If your man says things that are subtly insulting and hurtful but then acts like you’re the one who is overreacting, it can be crazy making.
At times you wonder how you can ever win when he mopes around and won’t say what’s wrong. If all you’re getting is the silent treatment, how do you respond to that? It’s frustrating and lonely to live that way.
And what about when he agrees to do things that you’ve asked him to do but doesn’t do them? How do you bring up that the light in the basement is still broken–even though he’s been promising to fix it for three weeks–without causing a fight?
I used to wonder myself and feel hopeless that there was anything I could do about my husband’s poor behavior. But now I have a go-to that changes everything.
This is what works wonders with a passive-aggressive husband:
1. Identify Your Spouse-Fulfilling Prophecy
Early in my marriage, I had no idea why my husband was using all his might not to do the things he knew I thought he should do, but I was very curious!
He’d say he was going to do the dishes but never actually moved a muscle to do them. Instead he watched hours of TV.
When I asked about the dishes as politely as I could, he’d growl, “I just can’t win with you!”
I was thinking, “Um, sure you could if you would just do what you said you were going to do instead of yelling at me!”
I came across the term “passive-aggressive” somewhere, and it totally fit my experience of him. I felt validation about identifying my husband as someone who was passive-aggressive–like that explained a lot.
I even said things like, “Aren’t we being passive-aggressive today.”
Not very charming, I know. But somehow I thought that if I pointed out what he was doing, it would make him aware and he’d be so motivated to change that he would be more considerate and tender as a result.
That never worked, unfortunately. Not once!
Even as I write that explanation, it seems like flimsy reasoning on my part. Who improves because their wife criticizes them like that? And when I was saying that, how was I any less passive-aggressive than I was accusing him of being?
Still, I didn’t know what else to do with my prized diagnosis, so I just kept on saying it to him, like a Spouse-Fulfilling Prophecy (SFP): “You’re so passive-aggressive!” And guess what I continued to experience?
That’s right–I noticed he was even more passive-aggressive than ever. He and the TV were constant companions, and the icy silence left a chill in the air.
Of course, that’s what I was focused on, and what you focus on increases. I kept telling him how passive-aggressive he was, so that’s how he kept showing up for me.
It’s amazing how powerful I am that way.
Here’s how I got myself out of that mess, thankfully.
2. Make a New SFP
Once I realized how much influence I had on how my husband showed up, I started choosing my words more carefully.
Instead of affirming that he was passive-aggressive, I began saying things that matched the experience I wanted to have, like, “You are always doing things to make me happy.”

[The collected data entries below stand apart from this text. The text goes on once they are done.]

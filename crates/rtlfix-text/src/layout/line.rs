//! Line-preserving processing

use crate::shaping::ShapingContext;

/// How processed lines are put back together
#[derive(Debug, Clone, Copy, Default, PartialEq, Eq)]
pub enum JoinPolicy {
    /// Concatenate lines with no separator. Paragraph breaks are lost;
    /// this matches what the editor has always produced.
    #[default]
    Concatenate,
    /// Join lines with `\n`
    Newline,
}

impl JoinPolicy {
    fn separator(self) -> &'static str {
        match self {
            JoinPolicy::Concatenate => "",
            JoinPolicy::Newline => "\n",
        }
    }
}

/// An ordered sequence of lines
#[derive(Debug, Clone, Default, PartialEq, Eq)]
pub struct TextBlock {
    lines: Vec<String>,
}

impl TextBlock {
    pub fn new(lines: Vec<String>) -> Self {
        Self { lines }
    }

    /// Split text on line boundaries.
    ///
    /// Recognizes `\n`, `\r\n`, `\r`, VT, FF, the information separators
    /// U+001C..U+001E, NEL, LS and PS. A trailing terminator does not start
    /// an extra empty line.
    pub fn split(text: &str) -> Self {
        let mut lines = Vec::new();
        let mut chars = text.char_indices().peekable();
        let mut line_start = 0;

        while let Some((i, c)) = chars.next() {
            if !is_line_boundary(c) {
                continue;
            }

            lines.push(text[line_start..i].to_string());
            let mut end = i + c.len_utf8();

            // CRLF
            if c == '\r' && chars.peek().map(|(_, c)| *c) == Some('\n') {
                chars.next();
                end += 1;
            }

            line_start = end;
        }

        if line_start < text.len() {
            lines.push(text[line_start..].to_string());
        }

        Self { lines }
    }

    pub fn lines(&self) -> &[String] {
        &self.lines
    }

    pub fn into_lines(self) -> Vec<String> {
        self.lines
    }

    /// Number of lines
    pub fn len(&self) -> usize {
        self.lines.len()
    }

    /// Check if empty
    pub fn is_empty(&self) -> bool {
        self.lines.is_empty()
    }

    /// Join lines back into a string
    pub fn join(&self, policy: JoinPolicy) -> String {
        self.lines.join(policy.separator())
    }
}

fn is_line_boundary(c: char) -> bool {
    matches!(
        c,
        '\n' | '\r' | '\u{000B}' | '\u{000C}' | '\u{001C}'..='\u{001E}' | '\u{0085}' | '\u{2028}' | '\u{2029}'
    )
}

/// Applies a shaping context line by line.
///
/// Shaping never crosses a line boundary: a letter at the end of a line
/// takes its final or isolated form even when the next line starts with a
/// connecting letter.
#[derive(Debug, Clone, Copy, Default)]
pub struct LineProcessor {
    join_policy: JoinPolicy,
}

impl LineProcessor {
    pub fn new(join_policy: JoinPolicy) -> Self {
        Self { join_policy }
    }

    pub fn join_policy(&self) -> JoinPolicy {
        self.join_policy
    }

    /// Reshape and reorder every line independently
    pub fn process(&self, block: &TextBlock, ctx: &ShapingContext) -> TextBlock {
        let lines = block
            .lines
            .iter()
            .map(|line| ctx.reshape_and_reorder(line))
            .collect();

        TextBlock { lines }
    }

    /// Split, process and rejoin `text` with this processor's join policy
    pub fn process_text(&self, text: &str, ctx: &ShapingContext) -> String {
        let block = TextBlock::split(text);
        tracing::debug!("Processing {} line(s)", block.len());
        self.process(&block, ctx).join(self.join_policy)
    }
}
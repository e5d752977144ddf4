//! Clipboard integration
//!
//! Write-only access to the system clipboard through the platform's
//! command-line tools.

use std::io::{self, Write};
use std::process::{Command, Stdio};

/// Clipboard error types
#[derive(Debug, thiserror::Error)]
pub enum ClipboardError {
    #[error("No clipboard tool found (tried {0})")]
    NoBackend(String),

    #[error("Clipboard tool {tool} failed: {source}")]
    Io { tool: &'static str, source: io::Error },

    #[error("Clipboard tool {0} exited with an error")]
    Failed(&'static str),
}

/// Destination for copied text
pub trait ClipboardSink {
    /// Replace the clipboard contents with `text`
    fn write_text(&mut self, text: &str) -> Result<(), ClipboardError>;
}

/// Programs tried in order, with their arguments
#[cfg(target_os = "macos")]
const TOOLS: &[(&str, &[&str])] = &[("pbcopy", &[])];

#[cfg(target_os = "windows")]
const TOOLS: &[(&str, &[&str])] = &[("clip", &[])];

#[cfg(not(any(target_os = "macos", target_os = "windows")))]
const TOOLS: &[(&str, &[&str])] = &[
    ("xclip", &["-selection", "clipboard"]),
    ("xsel", &["--clipboard", "--input"]),
    ("wl-copy", &[]),
];

/// System clipboard
#[derive(Debug, Default, Clone, Copy)]
pub struct SystemClipboard;

impl SystemClipboard {
    pub fn new() -> Self {
        Self
    }
}

impl ClipboardSink for SystemClipboard {
    fn write_text(&mut self, text: &str) -> Result<(), ClipboardError> {
        for &(tool, args) in TOOLS {
            let mut child = match Command::new(tool)
                .args(args)
                .stdin(Stdio::piped())
                .stdout(Stdio::null())
                .stderr(Stdio::null())
                .spawn()
            {
                Ok(child) => child,
                Err(e) if e.kind() == io::ErrorKind::NotFound => continue,
                Err(source) => return Err(ClipboardError::Io { tool, source }),
            };

            if let Some(mut stdin) = child.stdin.take() {
                stdin
                    .write_all(text.as_bytes())
                    .map_err(|source| ClipboardError::Io { tool, source })?;
            }

            let status = child
                .wait()
                .map_err(|source| ClipboardError::Io { tool, source })?;
            if status.success() {
                tracing::debug!("Copied {} byte(s) with {}", text.len(), tool);
                return Ok(());
            }
            return Err(ClipboardError::Failed(tool));
        }

        let tried: Vec<&str> = TOOLS.iter().map(|(tool, _)| *tool).collect();
        Err(ClipboardError::NoBackend(tried.join(", ")))
    }
}

/// In-memory clipboard for headless use and tests
#[derive(Debug, Default, Clone)]
pub struct MemoryClipboard {
    contents: Option<String>,
}

impl MemoryClipboard {
    pub fn new() -> Self {
        Self::default()
    }

    /// Last text written, if any
    pub fn contents(&self) -> Option<&str> {
        self.contents.as_deref()
    }
}

impl ClipboardSink for MemoryClipboard {
    fn write_text(&mut self, text: &str) -> Result<(), ClipboardError> {
        self.contents = Some(text.to_string());
        Ok(())
    }
}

Where did I find the chutzpah to say something like that when I felt he didn’t care about my happiness? After all, no amount of begging and pleading was motivating him to do housework or even have a civil conversation with me!
It was just an experiment at first. What could it hurt to change up my approach? I said it to myself and I said it to him.
Not only was he less defensive when I stopped insulting him by calling him “passive-aggressive,” he acted like I finally got him. He looked relieved, and he nodded in agreement with my new Spouse-Fulfilling Prophecy.
And while I may have been shaking the first few times I said it because it felt like such a stretch and I thought he might see that I was lying, my new SFP had an unexpected consequence: It changed the way I saw my husband.
I started to see everything he was doing to make me happy: taking out the trash, putting the cans on the curb every week, deferring to the movie or show I wanted to see, going to get the car in the rain while I stayed dry.
Now I had evidence that what I was saying was actually true. Instead of feeling uncomfortable, I was feeling elated that I had more power than I realized to have the experience of my husband that I wanted to have.
All I had to do was use the right SFP!
3. Say It to Yourself and to Him
You can make your own SFP by taking your complaint about your partner and turning it upside down. What is it you would have if he weren’t passive-aggressive? Or you can fill in the blank with your own pain point if your husband isn’t passive-aggressive. What is the hidden desire in your complaint?
That he’s so gentle and tender? That he’s so lighthearted? So patient and understanding?
Sometimes women struggle to come up with an SFP because it seems so far from “The Truth.”
The thing about “The Truth” is that it’s subjective based on who’s observing it. In physics, simply observing a situation changes that situation, and every researcher has a bias.
If you start with the bias that your husband is an insensitive jerk, you’ll likely experience that. If you start with the bias that he’s a sweet, loving guy, you’ll likely experience that.
You might be thinking that I don’t get it at all because my husband wasn’t really passive-aggressive like yours is.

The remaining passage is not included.